DIRECTIONS FOR THIS TASK:
Would you copy the material below word for word, beginning with its first line and ending with the line that contains "pub fn into_envelope(self)"?

─── LISTED ENTRIES ───

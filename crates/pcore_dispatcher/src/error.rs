//! Errors the dispatch pipeline and its backends can produce, unified
//! into the same [`ErrorEnvelope`] every other component reports
//! failures through.

use pcore_errors::{ErrorCode, ErrorEnvelope};
use pcore_pool::PoolError;

#[derive(Debug, thiserror::Error)]
pub enum DispatchError {
    #[error("required capabilities not granted: {0:?}")]
    CapabilityMissing(Vec<String>),

    #[error("input failed schema validation: {0}")]
    InputSchemaInvalid(String),

    #[error("output failed schema validation: {0}")]
    OutputSchemaInvalid(String),

    #[error("Remote execution backend not yet implemented")]
    NotImplemented,

    #[error(transparent)]
    Backend(#[from] PoolError),
}

impl DispatchError {
    pub fn into_envelope(self) -> ErrorEnvelope {
        match self {
            DispatchError::CapabilityMissing(missing) => ErrorEnvelope::builder(
                ErrorCode::CapabilityMissing,
                format!("missing required capabilities: {}", missing.join(", ")),
            )
            .detail("missing", missing)
            .fix("grant the listed capabilities in the request's permissions, or drop them from the manifest")
            .build(),
            DispatchError::InputSchemaInvalid(message) => {
                ErrorEnvelope::builder(ErrorCode::SchemaValidationFailed, format!("input validation failed: {message}"))
                    .detail("target", "input")
                    .build()
            }
            DispatchError::OutputSchemaInvalid(message) => {
                ErrorEnvelope::builder(ErrorCode::SchemaValidationFailed, format!("output validation failed: {message}"))
                    .detail("target", "output")
                    .build()
            }
            DispatchError::NotImplemented => {
                ErrorEnvelope::builder(ErrorCode::NotImplemented, "Remote execution backend not yet implemented").build()
            }
            DispatchError::Backend(pool_error) => pool_error.into_envelope(),
        }
    }
}

impl From<DispatchError> for ErrorEnvelope {
    fn from(err: DispatchError) -> Self {
        err.into_envelope()
    }
}
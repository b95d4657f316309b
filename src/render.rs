#![cfg(feature = "web")]
//! HTML rendering of the block grid with handlebars.

use crate::block::{Block, BlockKind};
use crate::grid::BlockGrid;
use handlebars::{Handlebars, RenderError, TemplateError};
use serde::Serialize;
use serde_json::json;

const INDEX_TEMPLATE: &str = include_str!("../static/templates/index.hbs");
const BLOCKGRID_TEMPLATE: &str = include_str!("../static/templates/blockgrid.hbs");

// htmx attributes per block kind
const HX_EMPTY: &str =
    r##"hx-get="/blockgrid/{{id}}/select" hx-swap="outerHTML" hx-target="#block-grid""##;
const HX_SELECT: &str = r##"hx-post="/blockgrid/{{anchor}}/select/{{component}}" hx-swap="outerHTML" hx-target="#block-grid""##;
const HX_COMPONENT: &str =
    r##"hx-get="/blockgrid/{{id}}/component" hx-swap="outerHTML" hx-target="#block-grid""##;
const HX_SELECTED: &str = r##"hx-delete="/blockgrid/{{id}}" hx-confirm="Remove this component?" hx-swap="outerHTML" hx-target="#block-grid""##;

/// A block as the templates see it.
#[derive(Serialize, Debug)]
pub struct BlockView {
    pub id: usize,
    #[serde(rename = "type")]
    pub kind: BlockKind,
    pub model: Option<&'static str>,
    pub css_class: String,
    pub hx: String,
}

pub struct Renderer {
    registry: Handlebars<'static>,
}

impl Renderer {
    pub fn new() -> Result<Self, TemplateError> {
        let mut registry = Handlebars::new();
        registry.register_template_string("index", INDEX_TEMPLATE)?;
        registry.register_template_string("blockgrid", BLOCKGRID_TEMPLATE)?;
        registry.register_template_string("hx_empty", HX_EMPTY)?;
        registry.register_template_string("hx_select", HX_SELECT)?;
        registry.register_template_string("hx_component", HX_COMPONENT)?;
        registry.register_template_string("hx_selected", HX_SELECTED)?;
        Ok(Renderer { registry })
    }

    pub fn hx(&self, block: &Block) -> Result<String, RenderError> {
        match (block.offer, block.component) {
            (Some(offer), _) => self.registry.render(
                "hx_select",
                &json!({ "anchor": offer.anchor, "component": offer.model.name() }),
            ),
            (None, Some(_)) if block.selected => {
                self.registry.render("hx_selected", &json!({ "id": block.id }))
            }
            (None, Some(_)) => self.registry.render("hx_component", &json!({ "id": block.id })),
            (None, None) => self.registry.render("hx_empty", &json!({ "id": block.id })),
        }
    }

    pub fn block_view(&self, block: &Block) -> Result<BlockView, RenderError> {
        Ok(BlockView {
            id: block.id,
            kind: block.kind(),
            model: block.shown_model().map(|m| m.svg()),
            css_class: block.css_class(),
            hx: self.hx(block)?,
        })
    }

    /// Renders the grid alone, or wrapped in the full page.
    pub fn render(&self, grid: &BlockGrid, partial: bool) -> Result<String, RenderError> {
        let blocks = grid
            .iter()
            .map(|b| self.block_view(b))
            .collect::<Result<Vec<_>, _>>()?;
        let data = json!({
            "columns": grid.columns(),
            "rows": grid.rows(),
            "blocks": blocks,
        });
        let template = if partial { "blockgrid" } else { "index" };
        self.registry.render(template, &data)
    }
}
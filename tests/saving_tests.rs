use blockgrid::indexer::GridDims;
use blockgrid::saving::{load_grid, read_grid, save_grid, write_grid};
use blockgrid::{BlockGrid, Model};
use std::io::ErrorKind;
use tempfile::tempdir;

#[test]
fn snapshot_restores_placed_components() {
    let dir = tempdir().unwrap();
    let path = dir.path().join("grid.bin.gz");

    let mut grid = BlockGrid::new(GridDims::new(10, 6).unwrap());
    grid.place(12, Model::Oscillator).unwrap();
    grid.place(13, Model::FilterLp).unwrap();
    grid.select_component(13).unwrap();

    save_grid(&grid, &path).unwrap();
    let loaded = load_grid(&path).unwrap();

    assert_eq!(loaded, grid);
    assert_eq!(loaded.block(12).unwrap().component, Some(Model::Oscillator));
    assert!(loaded.block(13).unwrap().selected);
}

#[test]
fn snapshot_is_gzip_compressed() {
    let grid = BlockGrid::new(GridDims::new(3, 3).unwrap());
    let mut buffer = Vec::new();
    write_grid(&grid, &mut buffer).unwrap();
    assert_eq!(&buffer[..2], &[0x1f, 0x8b]);
}

#[test]
fn inconsistent_snapshot_is_rejected() {
    let mut grid = BlockGrid::new(GridDims::new(4, 4).unwrap());
    grid.blocks.pop();

    let mut buffer = Vec::new();
    write_grid(&grid, &mut buffer).unwrap();
    let err = read_grid(buffer.as_slice()).unwrap_err();
    assert_eq!(err.kind(), ErrorKind::InvalidData);
}

#[test]
fn garbage_is_rejected() {
    assert!(read_grid(&b"not a snapshot"[..]).is_err());
}

#[test]
fn missing_file_is_an_io_error() {
    let dir = tempdir().unwrap();
    let err = load_grid(dir.path().join("missing.bin.gz")).unwrap_err();
    assert_eq!(err.kind(), ErrorKind::NotFound);
}

#[test]
fn snapshot_with_overflowing_dimensions_is_rejected() {
    let grid = BlockGrid {
        dims: GridDims {
            columns: 1 << 33,
            rows: 1 << 33,
        },
        blocks: Vec::new(),
    };

    let mut buffer = Vec::new();
    write_grid(&grid, &mut buffer).unwrap();
    let err = read_grid(buffer.as_slice()).unwrap_err();
    assert_eq!(err.kind(), ErrorKind::InvalidData);
}

#[test]
fn snapshot_with_zero_rows_is_rejected() {
    let grid = BlockGrid {
        dims: GridDims {
            columns: 10,
            rows: 0,
        },
        blocks: Vec::new(),
    };

    let mut buffer = Vec::new();
    write_grid(&grid, &mut buffer).unwrap();
    let err = read_grid(buffer.as_slice()).unwrap_err();
    assert_eq!(err.kind(), ErrorKind::InvalidData);
}
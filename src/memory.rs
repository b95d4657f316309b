//! Event log for a block grid and the listeners that react to it.
//!
//! Listeners are plain handler functions kept in a [`ListenerRegistry`]. They
//! run synchronously in the order they were registered and never emit
//! directly: any follow-up events they return are queued and dispatched
//! after the current event has reached every listener.

use crate::block::Model;
use crate::error::GridError;
use crate::events::{Event, EventRecord};
use crate::grid::BlockGrid;
use crate::indexer::BoundaryPolicy;
use std::collections::VecDeque;

/// Upper bound on events dispatched by a single `emit`.
pub const MAX_CASCADE: usize = 64;

/// Settings handed to every listener.
#[derive(Clone, Copy, Debug, Default, PartialEq, Eq)]
pub struct MemorySettings {
    pub policy: BoundaryPolicy,
}

pub type Handler = Box<
    dyn Fn(&Event, &mut BlockGrid, &MemorySettings) -> Result<Vec<Event>, GridError>
        + Send
        + Sync,
>;

struct Listener {
    name: &'static str,
    handler: Handler,
}

#[derive(Default)]
pub struct ListenerRegistry {
    listeners: Vec<Listener>,
}

impl ListenerRegistry {
    pub fn new() -> Self {
        Self::default()
    }

    pub fn register<F>(&mut self, name: &'static str, handler: F)
    where
        F: Fn(&Event, &mut BlockGrid, &MemorySettings) -> Result<Vec<Event>, GridError>
            + Send
            + Sync
            + 'static,
    {
        self.listeners.push(Listener {
            name,
            handler: Box::new(handler),
        });
    }

    pub fn names(&self) -> Vec<&'static str> {
        self.listeners.iter().map(|l| l.name).collect()
    }

    pub fn len(&self) -> usize {
        self.listeners.len()
    }

    pub fn is_empty(&self) -> bool {
        self.listeners.is_empty()
    }
}

pub struct BlockGridMemory {
    pub grid: BlockGrid,
    pub settings: MemorySettings,
    events: Vec<EventRecord>,
    listeners: ListenerRegistry,
}

impl BlockGridMemory {
    /// A memory with no listeners registered.
    pub fn new(grid: BlockGrid, settings: MemorySettings) -> Self {
        BlockGridMemory {
            grid,
            settings,
            events: Vec::new(),
            listeners: ListenerRegistry::new(),
        }
    }

    /// A memory wired with the listeners that drive the block grid page.
    pub fn with_default_listeners(grid: BlockGrid, settings: MemorySettings) -> Self {
        let mut memory = Self::new(grid, settings);
        register_default_listeners(&mut memory.listeners);
        memory
    }

    pub fn listeners_mut(&mut self) -> &mut ListenerRegistry {
        &mut self.listeners
    }

    pub fn events(&self) -> &[EventRecord] {
        &self.events
    }

    /// Records `event` and dispatches it, then every follow-up event, to all
    /// listeners.
    pub fn emit(&mut self, event: Event) -> Result<(), GridError> {
        let mut queue = VecDeque::from([event]);
        let mut dispatched = 0;

        while let Some(event) = queue.pop_front() {
            dispatched += 1;
            if dispatched > MAX_CASCADE {
                return Err(GridError::EventCascade(MAX_CASCADE));
            }

            log::debug!("event: {:?}", event);
            self.events.push(EventRecord::now(event.clone()));

            for listener in &self.listeners.listeners {
                let follow_ups = (listener.handler)(&event, &mut self.grid, &self.settings)
                    .inspect_err(|e| {
                        log::warn!("listener {} failed on {}: {}", listener.name, event.name(), e)
                    })?;
                queue.extend(follow_ups);
            }
        }

        Ok(())
    }
}

pub fn register_default_listeners(registry: &mut ListenerRegistry) {
    registry.register("block_selected", on_block_selected);
    registry.register("selectbox_created", on_selectbox_created);
    registry.register("component_added", on_component_added);
    registry.register("component_selected", on_component_selected);
    registry.register("component_deleted", on_component_deleted);
}

fn on_block_selected(
    event: &Event,
    grid: &mut BlockGrid,
    settings: &MemorySettings,
) -> Result<Vec<Event>, GridError> {
    let Event::BlockSelected { block_id } = *event else {
        return Ok(Vec::new());
    };
    if !grid.block(block_id)?.is_empty() {
        return Err(GridError::BlockNotEmpty(block_id));
    }

    let select_box = grid
        .dims
        .selection_box(block_id, Model::ALL.len(), settings.policy)?;

    Ok(vec![Event::SelectboxCreated {
        block_id,
        select_box,
    }])
}

fn on_selectbox_created(
    event: &Event,
    grid: &mut BlockGrid,
    _settings: &MemorySettings,
) -> Result<Vec<Event>, GridError> {
    if let Event::SelectboxCreated {
        block_id,
        select_box,
    } = event
    {
        let offers: Vec<(usize, Model)> = select_box
            .iter()
            .copied()
            .zip(Model::ALL.iter().copied())
            .collect();
        grid.open_selection(*block_id, &offers);
    }
    Ok(Vec::new())
}

fn on_component_added(
    event: &Event,
    grid: &mut BlockGrid,
    _settings: &MemorySettings,
) -> Result<Vec<Event>, GridError> {
    if let Event::ComponentAdded {
        block_id,
        component,
    } = *event
    {
        grid.place(block_id, component)?;
    }
    Ok(Vec::new())
}

fn on_component_selected(
    event: &Event,
    grid: &mut BlockGrid,
    _settings: &MemorySettings,
) -> Result<Vec<Event>, GridError> {
    if let Event::ComponentSelected { block_id } = *event {
        grid.select_component(block_id)?;
    }
    Ok(Vec::new())
}

fn on_component_deleted(
    event: &Event,
    grid: &mut BlockGrid,
    _settings: &MemorySettings,
) -> Result<Vec<Event>, GridError> {
    if let Event::ComponentDeleted { block_id } = *event {
        let model = grid.remove(block_id)?;
        log::info!("removed {} from block {}", model, block_id);
    }
    Ok(Vec::new())
}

───

TASK SOLUTION:
filename crates/pcore_dispatcher/src/error.rs
//! Errors the dispatch pipeline and its backends can produce, unified
//! into the same [`ErrorEnvelope`] every other component reports
//! failures through.

use pcore_errors::{ErrorCode, ErrorEnvelope};
use pcore_pool::PoolError;

#[derive(Debug, thiserror::Error)]
pub enum DispatchError {
    #[error("required capabilities not granted: {0:?}")]
    CapabilityMissing(Vec<String>),

    #[error("input failed schema validation: {0}")]
    InputSchemaInvalid(String),

    #[error("output failed schema validation: {0}")]
    OutputSchemaInvalid(String),

    #[error("Remote execution backend not yet implemented")]
    NotImplemented,

    #[error(transparent)]
    Backend(#[from] PoolError),
}

impl DispatchError {
    pub fn into_envelope(self) -> ErrorEnvelope {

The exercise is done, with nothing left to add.